● **EXERCISE INSTRUCTIONS**
Work out how many lines below hold the string "failed" and state only that figure.

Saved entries
==*==

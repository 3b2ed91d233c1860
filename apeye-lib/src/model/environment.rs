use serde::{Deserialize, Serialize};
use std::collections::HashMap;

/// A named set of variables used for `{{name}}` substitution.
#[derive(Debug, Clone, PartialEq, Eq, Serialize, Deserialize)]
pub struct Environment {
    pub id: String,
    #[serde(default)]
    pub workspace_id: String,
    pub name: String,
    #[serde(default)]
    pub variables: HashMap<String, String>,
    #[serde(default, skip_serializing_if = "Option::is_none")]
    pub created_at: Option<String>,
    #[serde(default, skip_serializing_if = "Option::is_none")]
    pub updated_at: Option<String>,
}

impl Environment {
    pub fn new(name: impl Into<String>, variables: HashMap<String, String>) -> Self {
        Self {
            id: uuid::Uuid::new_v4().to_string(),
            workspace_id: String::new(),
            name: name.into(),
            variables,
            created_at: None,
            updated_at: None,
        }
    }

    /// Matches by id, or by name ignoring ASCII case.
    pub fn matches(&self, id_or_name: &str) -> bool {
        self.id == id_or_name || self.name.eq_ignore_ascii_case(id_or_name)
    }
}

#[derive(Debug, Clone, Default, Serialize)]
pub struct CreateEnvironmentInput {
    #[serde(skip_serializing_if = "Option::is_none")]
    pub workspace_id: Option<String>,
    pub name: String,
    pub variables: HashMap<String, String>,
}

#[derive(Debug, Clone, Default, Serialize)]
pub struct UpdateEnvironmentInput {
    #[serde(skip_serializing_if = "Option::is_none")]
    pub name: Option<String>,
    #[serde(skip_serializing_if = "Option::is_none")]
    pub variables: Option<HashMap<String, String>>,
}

==*==

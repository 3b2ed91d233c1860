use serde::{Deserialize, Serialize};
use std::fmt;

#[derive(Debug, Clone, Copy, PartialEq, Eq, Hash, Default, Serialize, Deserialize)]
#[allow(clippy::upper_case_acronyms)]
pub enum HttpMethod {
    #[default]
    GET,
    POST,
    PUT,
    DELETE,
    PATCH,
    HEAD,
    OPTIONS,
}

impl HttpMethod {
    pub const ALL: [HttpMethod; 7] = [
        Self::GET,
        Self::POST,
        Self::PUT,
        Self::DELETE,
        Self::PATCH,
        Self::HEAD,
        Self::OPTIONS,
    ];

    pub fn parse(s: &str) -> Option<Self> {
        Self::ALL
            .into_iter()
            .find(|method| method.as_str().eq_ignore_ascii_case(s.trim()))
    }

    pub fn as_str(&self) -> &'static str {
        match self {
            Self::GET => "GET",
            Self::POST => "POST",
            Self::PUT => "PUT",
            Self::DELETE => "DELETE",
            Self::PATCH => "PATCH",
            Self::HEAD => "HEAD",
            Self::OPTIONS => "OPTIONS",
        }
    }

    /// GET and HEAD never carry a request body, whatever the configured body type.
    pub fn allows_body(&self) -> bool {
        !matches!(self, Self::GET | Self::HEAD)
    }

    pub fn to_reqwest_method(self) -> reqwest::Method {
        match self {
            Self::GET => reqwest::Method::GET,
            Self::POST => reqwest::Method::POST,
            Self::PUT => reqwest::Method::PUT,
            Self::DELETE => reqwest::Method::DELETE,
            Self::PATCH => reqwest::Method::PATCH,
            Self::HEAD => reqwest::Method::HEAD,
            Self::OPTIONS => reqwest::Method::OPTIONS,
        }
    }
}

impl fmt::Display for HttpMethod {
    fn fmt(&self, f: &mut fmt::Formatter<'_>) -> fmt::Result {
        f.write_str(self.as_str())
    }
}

==*==

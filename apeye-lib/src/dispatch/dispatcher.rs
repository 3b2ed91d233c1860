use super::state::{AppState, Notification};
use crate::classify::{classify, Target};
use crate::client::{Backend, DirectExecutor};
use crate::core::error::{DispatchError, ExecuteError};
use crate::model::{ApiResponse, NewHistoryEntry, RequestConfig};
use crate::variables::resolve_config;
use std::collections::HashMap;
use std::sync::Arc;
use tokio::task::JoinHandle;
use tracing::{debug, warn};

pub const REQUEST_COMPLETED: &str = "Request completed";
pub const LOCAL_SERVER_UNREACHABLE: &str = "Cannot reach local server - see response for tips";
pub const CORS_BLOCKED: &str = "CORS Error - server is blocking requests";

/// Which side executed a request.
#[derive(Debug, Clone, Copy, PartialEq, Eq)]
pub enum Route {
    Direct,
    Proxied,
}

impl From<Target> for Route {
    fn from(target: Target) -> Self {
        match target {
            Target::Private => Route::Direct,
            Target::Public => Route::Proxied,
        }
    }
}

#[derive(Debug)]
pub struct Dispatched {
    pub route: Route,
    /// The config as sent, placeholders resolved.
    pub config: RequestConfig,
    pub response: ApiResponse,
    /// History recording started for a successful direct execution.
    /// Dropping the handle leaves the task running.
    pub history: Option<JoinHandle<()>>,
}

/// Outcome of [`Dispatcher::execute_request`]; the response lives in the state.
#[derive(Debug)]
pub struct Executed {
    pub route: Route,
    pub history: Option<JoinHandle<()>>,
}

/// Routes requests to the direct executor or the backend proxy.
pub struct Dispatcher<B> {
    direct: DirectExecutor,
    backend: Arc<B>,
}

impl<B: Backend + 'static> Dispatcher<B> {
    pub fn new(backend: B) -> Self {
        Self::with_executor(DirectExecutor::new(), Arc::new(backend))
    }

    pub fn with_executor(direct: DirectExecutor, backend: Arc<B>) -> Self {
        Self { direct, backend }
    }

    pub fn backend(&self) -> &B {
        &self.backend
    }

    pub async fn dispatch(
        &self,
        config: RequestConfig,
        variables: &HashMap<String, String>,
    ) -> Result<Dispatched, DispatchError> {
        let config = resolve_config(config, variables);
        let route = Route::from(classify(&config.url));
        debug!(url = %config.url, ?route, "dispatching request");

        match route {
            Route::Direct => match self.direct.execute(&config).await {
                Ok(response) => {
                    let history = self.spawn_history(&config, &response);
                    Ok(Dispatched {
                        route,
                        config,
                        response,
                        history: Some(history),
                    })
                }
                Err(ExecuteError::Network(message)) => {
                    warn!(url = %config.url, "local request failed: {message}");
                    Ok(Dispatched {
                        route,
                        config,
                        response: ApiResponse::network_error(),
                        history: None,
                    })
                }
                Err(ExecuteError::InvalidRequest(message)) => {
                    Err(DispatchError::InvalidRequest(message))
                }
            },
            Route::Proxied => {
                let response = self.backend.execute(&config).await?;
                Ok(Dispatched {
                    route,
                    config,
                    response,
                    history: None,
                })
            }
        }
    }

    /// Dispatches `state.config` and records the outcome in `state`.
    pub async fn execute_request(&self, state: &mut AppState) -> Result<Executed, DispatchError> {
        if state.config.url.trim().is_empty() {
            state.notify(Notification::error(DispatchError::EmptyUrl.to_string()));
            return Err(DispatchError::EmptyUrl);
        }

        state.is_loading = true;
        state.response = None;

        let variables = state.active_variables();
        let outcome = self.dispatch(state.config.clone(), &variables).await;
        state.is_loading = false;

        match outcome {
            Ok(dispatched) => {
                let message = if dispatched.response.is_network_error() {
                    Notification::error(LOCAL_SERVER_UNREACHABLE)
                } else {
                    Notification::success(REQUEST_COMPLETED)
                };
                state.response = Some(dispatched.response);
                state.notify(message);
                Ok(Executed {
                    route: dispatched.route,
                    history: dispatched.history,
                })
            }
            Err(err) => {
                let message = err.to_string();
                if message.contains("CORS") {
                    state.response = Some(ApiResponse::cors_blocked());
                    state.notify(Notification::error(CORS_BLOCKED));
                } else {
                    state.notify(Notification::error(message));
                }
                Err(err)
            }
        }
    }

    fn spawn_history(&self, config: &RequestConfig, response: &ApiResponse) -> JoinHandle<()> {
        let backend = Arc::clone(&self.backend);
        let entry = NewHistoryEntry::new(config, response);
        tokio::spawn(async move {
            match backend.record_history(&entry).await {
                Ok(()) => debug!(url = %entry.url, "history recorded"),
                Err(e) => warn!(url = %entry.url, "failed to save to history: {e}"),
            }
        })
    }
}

==*==

● **EXERCISE RESPONSE**
2